Task
Once you have checked the records that follow, state how many of their lines hold "ActionOutcome", giving the number only.

[Stored data]
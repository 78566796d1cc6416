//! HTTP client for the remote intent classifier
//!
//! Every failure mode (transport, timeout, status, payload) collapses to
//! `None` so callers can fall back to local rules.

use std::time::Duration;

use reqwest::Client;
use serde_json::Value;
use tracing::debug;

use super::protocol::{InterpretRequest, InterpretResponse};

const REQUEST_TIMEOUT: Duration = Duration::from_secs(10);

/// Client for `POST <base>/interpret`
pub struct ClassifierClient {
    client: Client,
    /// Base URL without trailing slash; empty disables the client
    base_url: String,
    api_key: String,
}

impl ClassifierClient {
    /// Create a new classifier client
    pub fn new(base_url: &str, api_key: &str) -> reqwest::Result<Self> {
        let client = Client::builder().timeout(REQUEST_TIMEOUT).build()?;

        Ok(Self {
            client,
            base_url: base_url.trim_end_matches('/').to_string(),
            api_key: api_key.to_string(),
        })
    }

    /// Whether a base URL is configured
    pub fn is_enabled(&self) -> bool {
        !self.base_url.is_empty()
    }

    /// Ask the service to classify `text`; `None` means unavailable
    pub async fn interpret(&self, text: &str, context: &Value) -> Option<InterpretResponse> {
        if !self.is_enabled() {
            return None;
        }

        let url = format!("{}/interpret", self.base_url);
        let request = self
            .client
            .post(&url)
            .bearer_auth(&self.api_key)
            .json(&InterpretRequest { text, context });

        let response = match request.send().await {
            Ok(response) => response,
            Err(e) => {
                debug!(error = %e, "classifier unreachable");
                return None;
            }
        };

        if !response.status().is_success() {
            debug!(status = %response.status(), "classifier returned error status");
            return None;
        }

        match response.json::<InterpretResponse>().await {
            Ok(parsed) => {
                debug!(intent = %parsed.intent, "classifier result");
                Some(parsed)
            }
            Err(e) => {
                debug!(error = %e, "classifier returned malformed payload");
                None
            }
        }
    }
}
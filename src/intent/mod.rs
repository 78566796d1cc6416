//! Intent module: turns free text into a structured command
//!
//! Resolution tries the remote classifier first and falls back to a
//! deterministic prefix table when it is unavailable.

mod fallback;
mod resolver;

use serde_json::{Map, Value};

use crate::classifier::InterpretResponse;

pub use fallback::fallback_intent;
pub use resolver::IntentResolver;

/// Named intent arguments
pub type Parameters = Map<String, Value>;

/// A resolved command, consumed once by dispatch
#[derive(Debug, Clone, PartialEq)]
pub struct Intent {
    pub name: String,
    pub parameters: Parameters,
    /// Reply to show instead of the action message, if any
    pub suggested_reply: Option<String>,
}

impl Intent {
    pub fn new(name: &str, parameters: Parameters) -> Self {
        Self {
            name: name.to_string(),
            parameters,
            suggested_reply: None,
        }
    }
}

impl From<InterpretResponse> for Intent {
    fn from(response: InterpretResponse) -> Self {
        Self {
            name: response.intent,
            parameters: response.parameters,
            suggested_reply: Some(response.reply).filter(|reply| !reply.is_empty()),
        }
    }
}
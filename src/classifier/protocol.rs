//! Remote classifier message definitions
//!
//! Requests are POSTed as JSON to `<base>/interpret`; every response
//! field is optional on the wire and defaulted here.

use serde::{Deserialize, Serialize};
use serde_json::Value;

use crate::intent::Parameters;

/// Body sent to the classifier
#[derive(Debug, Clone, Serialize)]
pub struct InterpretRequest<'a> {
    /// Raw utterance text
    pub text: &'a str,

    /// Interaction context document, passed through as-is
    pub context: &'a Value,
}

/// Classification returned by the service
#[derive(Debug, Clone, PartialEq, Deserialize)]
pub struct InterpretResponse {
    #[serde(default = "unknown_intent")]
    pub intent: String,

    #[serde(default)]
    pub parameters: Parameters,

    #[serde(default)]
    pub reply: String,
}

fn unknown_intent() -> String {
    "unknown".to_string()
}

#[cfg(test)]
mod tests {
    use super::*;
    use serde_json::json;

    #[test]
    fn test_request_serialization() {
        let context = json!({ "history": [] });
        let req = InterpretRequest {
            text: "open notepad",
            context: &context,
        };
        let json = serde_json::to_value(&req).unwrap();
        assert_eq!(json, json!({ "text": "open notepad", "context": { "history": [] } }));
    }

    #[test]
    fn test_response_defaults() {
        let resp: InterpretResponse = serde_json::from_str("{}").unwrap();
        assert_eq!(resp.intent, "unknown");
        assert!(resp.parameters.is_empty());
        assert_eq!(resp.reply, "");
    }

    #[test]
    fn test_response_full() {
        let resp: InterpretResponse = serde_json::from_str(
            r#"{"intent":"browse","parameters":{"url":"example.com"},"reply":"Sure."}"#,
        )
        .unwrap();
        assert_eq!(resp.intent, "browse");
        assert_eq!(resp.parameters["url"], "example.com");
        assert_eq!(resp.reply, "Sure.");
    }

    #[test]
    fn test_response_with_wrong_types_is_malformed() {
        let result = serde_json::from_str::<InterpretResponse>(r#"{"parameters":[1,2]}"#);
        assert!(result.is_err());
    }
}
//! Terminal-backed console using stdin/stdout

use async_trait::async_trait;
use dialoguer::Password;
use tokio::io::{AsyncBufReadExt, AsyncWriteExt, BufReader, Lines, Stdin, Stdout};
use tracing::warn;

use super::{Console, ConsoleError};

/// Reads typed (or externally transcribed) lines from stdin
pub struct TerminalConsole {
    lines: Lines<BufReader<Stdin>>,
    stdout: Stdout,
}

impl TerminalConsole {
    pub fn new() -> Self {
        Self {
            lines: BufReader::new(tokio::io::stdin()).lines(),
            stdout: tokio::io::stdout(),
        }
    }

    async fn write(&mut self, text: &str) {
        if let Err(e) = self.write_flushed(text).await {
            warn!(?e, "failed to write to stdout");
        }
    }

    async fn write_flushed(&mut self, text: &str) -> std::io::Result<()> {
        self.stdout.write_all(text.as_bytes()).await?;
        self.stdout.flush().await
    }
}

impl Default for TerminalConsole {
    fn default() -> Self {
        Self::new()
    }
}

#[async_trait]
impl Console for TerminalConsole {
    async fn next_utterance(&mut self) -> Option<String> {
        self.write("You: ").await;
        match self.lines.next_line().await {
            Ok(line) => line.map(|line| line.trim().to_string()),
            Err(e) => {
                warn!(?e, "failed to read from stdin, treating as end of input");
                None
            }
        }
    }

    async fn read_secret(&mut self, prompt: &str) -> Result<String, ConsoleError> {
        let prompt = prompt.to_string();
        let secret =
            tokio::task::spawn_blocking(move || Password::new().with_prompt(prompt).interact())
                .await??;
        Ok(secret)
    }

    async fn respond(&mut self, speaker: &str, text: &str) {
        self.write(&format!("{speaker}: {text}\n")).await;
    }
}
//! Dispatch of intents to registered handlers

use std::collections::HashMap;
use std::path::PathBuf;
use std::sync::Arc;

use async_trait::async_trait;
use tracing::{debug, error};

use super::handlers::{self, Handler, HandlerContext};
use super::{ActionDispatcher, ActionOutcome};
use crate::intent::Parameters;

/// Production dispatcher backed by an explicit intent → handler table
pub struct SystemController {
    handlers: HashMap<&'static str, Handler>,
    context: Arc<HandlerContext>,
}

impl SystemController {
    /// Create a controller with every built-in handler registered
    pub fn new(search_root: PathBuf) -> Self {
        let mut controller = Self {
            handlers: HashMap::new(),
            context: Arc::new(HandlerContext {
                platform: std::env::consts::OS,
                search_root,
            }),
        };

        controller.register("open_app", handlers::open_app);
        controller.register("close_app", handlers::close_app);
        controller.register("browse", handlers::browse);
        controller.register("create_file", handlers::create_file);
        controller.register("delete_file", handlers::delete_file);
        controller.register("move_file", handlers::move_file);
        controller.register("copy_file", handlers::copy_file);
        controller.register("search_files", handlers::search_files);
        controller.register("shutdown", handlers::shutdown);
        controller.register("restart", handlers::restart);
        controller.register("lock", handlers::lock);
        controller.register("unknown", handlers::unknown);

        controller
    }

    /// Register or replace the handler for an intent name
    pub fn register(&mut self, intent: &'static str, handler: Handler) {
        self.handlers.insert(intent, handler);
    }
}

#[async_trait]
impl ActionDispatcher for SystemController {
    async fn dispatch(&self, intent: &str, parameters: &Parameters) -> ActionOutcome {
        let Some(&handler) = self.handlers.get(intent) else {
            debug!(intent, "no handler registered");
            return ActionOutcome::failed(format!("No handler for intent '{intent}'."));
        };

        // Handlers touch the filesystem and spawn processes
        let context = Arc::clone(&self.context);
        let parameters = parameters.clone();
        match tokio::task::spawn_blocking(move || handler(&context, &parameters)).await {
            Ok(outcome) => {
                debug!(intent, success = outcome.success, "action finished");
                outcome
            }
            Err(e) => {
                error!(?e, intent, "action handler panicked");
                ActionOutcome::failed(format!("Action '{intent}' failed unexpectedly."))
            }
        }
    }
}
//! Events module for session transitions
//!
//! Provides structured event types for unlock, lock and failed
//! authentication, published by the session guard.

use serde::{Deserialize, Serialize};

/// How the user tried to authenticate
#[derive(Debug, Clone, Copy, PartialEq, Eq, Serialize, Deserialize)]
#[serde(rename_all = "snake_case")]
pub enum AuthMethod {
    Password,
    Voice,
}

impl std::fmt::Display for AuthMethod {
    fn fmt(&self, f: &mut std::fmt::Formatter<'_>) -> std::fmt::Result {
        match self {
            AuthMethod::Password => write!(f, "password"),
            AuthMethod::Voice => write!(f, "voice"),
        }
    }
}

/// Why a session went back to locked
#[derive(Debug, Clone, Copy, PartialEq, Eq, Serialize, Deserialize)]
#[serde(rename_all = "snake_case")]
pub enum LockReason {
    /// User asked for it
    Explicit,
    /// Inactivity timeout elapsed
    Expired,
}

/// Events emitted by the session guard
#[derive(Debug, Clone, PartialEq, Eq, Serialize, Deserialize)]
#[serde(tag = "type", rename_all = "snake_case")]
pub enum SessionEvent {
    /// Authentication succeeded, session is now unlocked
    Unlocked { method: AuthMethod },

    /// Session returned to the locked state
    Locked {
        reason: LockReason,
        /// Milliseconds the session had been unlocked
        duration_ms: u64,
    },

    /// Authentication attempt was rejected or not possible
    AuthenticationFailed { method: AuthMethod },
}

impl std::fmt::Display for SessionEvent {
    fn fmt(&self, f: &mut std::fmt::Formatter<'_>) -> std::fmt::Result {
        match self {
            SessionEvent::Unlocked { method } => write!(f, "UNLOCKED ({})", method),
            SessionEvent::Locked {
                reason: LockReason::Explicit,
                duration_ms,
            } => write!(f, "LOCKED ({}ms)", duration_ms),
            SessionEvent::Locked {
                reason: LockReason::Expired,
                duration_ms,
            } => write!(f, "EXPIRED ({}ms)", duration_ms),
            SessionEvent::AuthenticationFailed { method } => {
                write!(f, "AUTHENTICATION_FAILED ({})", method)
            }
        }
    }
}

Exercise response
4